Historic injustices still felt by Nga¯ti Hinerangi
While people might think Treaty of Waitangi breaches committed by the Crown are irrelevant now, Nga¯ti Hinerangi Iwi strongly disagrees.
Former Matamata MP, John Luxton QSO and representatives of the Crown came to Te Ohaki Marae in Okauia on August 24 and 25 to listen as people aired their grievances ahead of the iwi’s Treaty Settlement to be completed in early 2017.
Nga¯ti Hinerangi chairman Philip Smith, said this was a chance for people to speak of the ‘‘loss of our whenua, culture, tikanga and issues relevant to us’’.
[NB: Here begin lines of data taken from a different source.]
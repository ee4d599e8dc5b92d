use alloc::{boxed::Box, sync::Arc, vec::Vec};
use core::{mem, ptr};
use tracing::{debug, debug_span, error, Instrument as _};

use crate::{
    cache::{Cache, Resolved},
    context::Context,
    errors::{DisposeErrorKind, FinalizeErrorKind, Rejection},
    finalizer::BoxedFinalizer,
    scope::ScopeInner,
    utils::future::BoxFuture,
};

/// What a scope still owns once it's flagged as disposed
struct Teardown {
    children: Vec<Arc<ScopeInner>>,
    cache: Cache,
    /// Released without finalization, the caller owns explicit instances
    _explicit: Context,
}

impl ScopeInner {
    /// Flips the disposed flag. Returns `None` if the scope is already disposed.
    fn begin_dispose(&self) -> Option<Teardown> {
        let mut state = self.state.lock();
        if state.disposed {
            return None;
        }
        state.disposed = true;

        Some(Teardown {
            children: mem::take(&mut state.children),
            cache: mem::take(&mut state.cache),
            _explicit: mem::take(&mut state.explicit),
        })
    }

    fn finish_dispose(&self) {
        if let Some(parent) = self.parent() {
            parent
                .state
                .lock()
                .children
                .retain(|child| !ptr::eq(Arc::as_ptr(child), self));
            debug!("Detached from parent");
        }
    }
}

fn record(rejections: &mut Vec<Rejection>, scope: &ScopeInner, key: &'static str, result: Result<(), FinalizeErrorKind>) {
    match result {
        Ok(()) => debug!(key, "Finalizer called"),
        Err(source) => {
            let rejection = Rejection {
                scope: scope.label.clone(),
                key,
                source,
            };
            error!("{}", rejection);
            rejections.push(rejection);
        }
    }
}

fn aggregate(rejections: Vec<Rejection>) -> Result<(), DisposeErrorKind> {
    if rejections.is_empty() {
        Ok(())
    } else {
        Err(DisposeErrorKind::Aggregated { rejections })
    }
}

pub(crate) fn dispose(scope: &ScopeInner) -> Result<(), DisposeErrorKind> {
    let span = debug_span!("dispose", scope = %scope.label);
    let _guard = span.enter();

    let Some(Teardown { children, mut cache, .. }) = scope.begin_dispose() else {
        debug!("Already disposed");
        return Ok(());
    };

    let mut rejections = Vec::new();
    for child in children {
        if let Err(err) = dispose(&child) {
            rejections.extend(err.into_rejections());
        }
        debug!(child = %child.label, "Child scope disposed");
    }

    for Resolved { key, instance, finalizer } in cache.take_resolved_set().0.into_iter().rev() {
        let result = match finalizer {
            BoxedFinalizer::Sync(finalizer) => finalizer(instance).map_err(FinalizeErrorKind::Failed),
            BoxedFinalizer::Async(_) => Err(FinalizeErrorKind::RequiresAsync),
        };
        record(&mut rejections, scope, key, result);
    }

    scope.finish_dispose();
    aggregate(rejections)
}

pub(crate) fn dispose_async(scope: Arc<ScopeInner>) -> BoxFuture<'static, Result<(), DisposeErrorKind>> {
    let span = debug_span!("dispose_async", scope = %scope.label);

    Box::pin(
        async move {
            let Some(Teardown { children, mut cache, .. }) = scope.begin_dispose() else {
                debug!("Already disposed");
                return Ok(());
            };

            let mut rejections = Vec::new();
            for child in children {
                let label = child.label.clone();
                if let Err(err) = dispose_async(child).await {
                    rejections.extend(err.into_rejections());
                }
                debug!(child = %label, "Child scope disposed");
            }

            for Resolved { key, instance, finalizer } in cache.take_resolved_set().0.into_iter().rev() {
                let result = match finalizer {
                    BoxedFinalizer::Sync(finalizer) => finalizer(instance),
                    BoxedFinalizer::Async(finalizer) => finalizer(instance).await,
                };
                record(&mut rejections, &scope, key, result.map_err(FinalizeErrorKind::Failed));
            }

            scope.finish_dispose();
            aggregate(rejections)
        }
        .instrument(span),
    )
}

pub(crate) fn dispose_instance(scope: &ScopeInner, key: &'static str) -> Result<bool, DisposeErrorKind> {
    let span = debug_span!("dispose_instance", key, scope = %scope.label);
    let _guard = span.enter();

    let removed = {
        let mut state = scope.state.lock();
        if state.cache.finalizer(key).is_some_and(BoxedFinalizer::is_async) {
            drop(state);

            let mut rejections = Vec::new();
            record(&mut rejections, scope, key, Err(FinalizeErrorKind::RequiresAsync));
            return aggregate(rejections).map(|()| false);
        }
        state.cache.remove(key)
    };
    let Some((instance, finalizer)) = removed else {
        debug!("Not cached");
        return Ok(false);
    };

    let mut rejections = Vec::new();
    if let Some(BoxedFinalizer::Sync(finalizer)) = finalizer {
        record(&mut rejections, scope, key, finalizer(instance).map_err(FinalizeErrorKind::Failed));
    }
    aggregate(rejections).map(|()| true)
}

pub(crate) fn dispose_instance_async(scope: Arc<ScopeInner>, key: &'static str) -> BoxFuture<'static, Result<bool, DisposeErrorKind>> {
    let span = debug_span!("dispose_instance_async", key, scope = %scope.label);

    Box::pin(
        async move {
            let removed = scope.state.lock().cache.remove(key);
            let Some((instance, finalizer)) = removed else {
                debug!("Not cached");
                return Ok(false);
            };

            let result = match finalizer {
                None => Ok(()),
                Some(BoxedFinalizer::Sync(finalizer)) => finalizer(instance),
                Some(BoxedFinalizer::Async(finalizer)) => finalizer(instance).await,
            };

            let mut rejections = Vec::new();
            record(&mut rejections, &scope, key, result.map_err(FinalizeErrorKind::Failed));
            aggregate(rejections).map(|()| true)
        }
        .instrument(span),
    )
}

#[cfg(test)]
mod tests {
    extern crate std;

    use crate::{FinalizeErrorKind, Key, Registry, Scope};

    use alloc::{
        format,
        string::{String, ToString as _},
        sync::Arc,
        vec,
        vec::Vec,
    };
    use parking_lot::Mutex;
    use tracing_test::traced_test;

    struct Pool;
    struct Connection;

    const POOL: Key<Pool> = Key::new("pool");
    const CONNECTION: Key<Connection> = Key::new("connection");

    fn registry(order: Arc<Mutex<Vec<&'static str>>>) -> Registry {
        Registry::builder()
            .singleton(&POOL, |_| Ok(Pool))
            .add_finalizer(&POOL, {
                let order = order.clone();
                move |_: Arc<Pool>| -> anyhow::Result<()> {
                    order.lock().push("pool");
                    Ok(())
                }
            })
            .scoped(&CONNECTION, |resolver| {
                resolver.resolve(&POOL)?;
                Ok(Connection)
            })
            .add_finalizer(&CONNECTION, move |_: Arc<Connection>| {
                order.lock().push("connection");
                Ok(())
            })
            .build()
            .unwrap()
    }

    #[test]
    #[traced_test]
    fn test_lifo_order() {
        let order = Arc::new(Mutex::new(Vec::new()));
        let root = Scope::new(registry(order.clone()));

        root.resolve(&CONNECTION).unwrap();
        root.dispose().unwrap();

        assert_eq!(*order.lock(), vec!["connection", "pool"]);
        assert!(root.cached_keys().is_empty());
    }

    #[test]
    #[traced_test]
    fn test_children_before_parent() {
        let order = Arc::new(Mutex::new(Vec::new()));
        let root = Scope::new(registry(order.clone()));
        let child = root.create_child("child").unwrap();

        child.resolve(&CONNECTION).unwrap();
        root.dispose().unwrap();

        assert_eq!(*order.lock(), vec!["connection", "pool"]);
        assert!(child.is_disposed());
    }

    #[test]
    #[traced_test]
    fn test_idempotent() {
        let order = Arc::new(Mutex::new(Vec::new()));
        let root = Scope::new(registry(order.clone()));

        root.resolve(&POOL).unwrap();
        root.dispose().unwrap();
        root.dispose().unwrap();
        drop(root);

        assert_eq!(*order.lock(), vec!["pool"]);
    }

    #[test]
    #[traced_test]
    fn test_dispose_on_drop() {
        let order = Arc::new(Mutex::new(Vec::new()));
        let root = Scope::new(registry(order.clone()));
        let child = root.create_child("child").unwrap();

        child.resolve(&CONNECTION).unwrap();
        drop(child);

        assert!(order.lock().is_empty());

        drop(root);

        assert_eq!(*order.lock(), vec!["connection", "pool"]);
    }

    #[test]
    #[traced_test]
    fn test_dispose_instance_once() {
        let order = Arc::new(Mutex::new(Vec::new()));
        let root = Scope::new(registry(order.clone()));

        root.resolve(&CONNECTION).unwrap();

        assert!(root.dispose_instance(&CONNECTION).unwrap());
        assert!(!root.dispose_instance(&CONNECTION).unwrap());

        root.dispose().unwrap();

        assert_eq!(*order.lock(), vec!["connection", "pool"]);
    }

    #[test]
    #[traced_test]
    fn test_async_finalizer_in_sync_dispose() {
        let root = Scope::new(
            Registry::builder()
                .scoped(&POOL, |_| Ok(Pool))
                .add_async_finalizer(&POOL, |_: Arc<Pool>| async { Ok::<_, anyhow::Error>(()) })
                .build()
                .unwrap(),
        );

        root.resolve(&POOL).unwrap();

        let err = root.dispose_instance(&POOL).unwrap_err();
        assert!(matches!(err.rejections()[0].source, FinalizeErrorKind::RequiresAsync));
        assert_eq!(root.cached_keys(), ["pool"]);

        let err = root.dispose().unwrap_err();
        let rejections = err.into_rejections();

        assert_eq!(rejections.len(), 1);
        assert_eq!(rejections[0].key, "pool");
        assert_eq!(rejections[0].scope, "root");
        assert!(matches!(rejections[0].source, FinalizeErrorKind::RequiresAsync));
    }
}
Crown law around the 1900s was devastating for Maori health, housing, cultural identity, development and economics. Under Crown law, Maori land was confiscated unless it was under an individual title. Most Maori owned land as a collective so were disregarded and left landless.
While Pakeha soldiers were gifted land after the war, Maori soldiers were ineligible for the same privilege.
Maori were often left with landlocked blocks, relying on neighbouring farmers for access. Some farmers made access so hard that Maori were forced to sell their land to the farmer for a far lesser value.
Banks were prohibited from lending to Maori so they had to borrow from dairy companies at 22 per cent interest, crippling Maori owned farms. Maori were physically punished for speaking Maori in schools, discouraging Maori to carry on the tradition.
‘‘We hope that through this process, we can help you relate to our feelings and emotions so that we can carve out a path toward a positive future,’’ said Smith.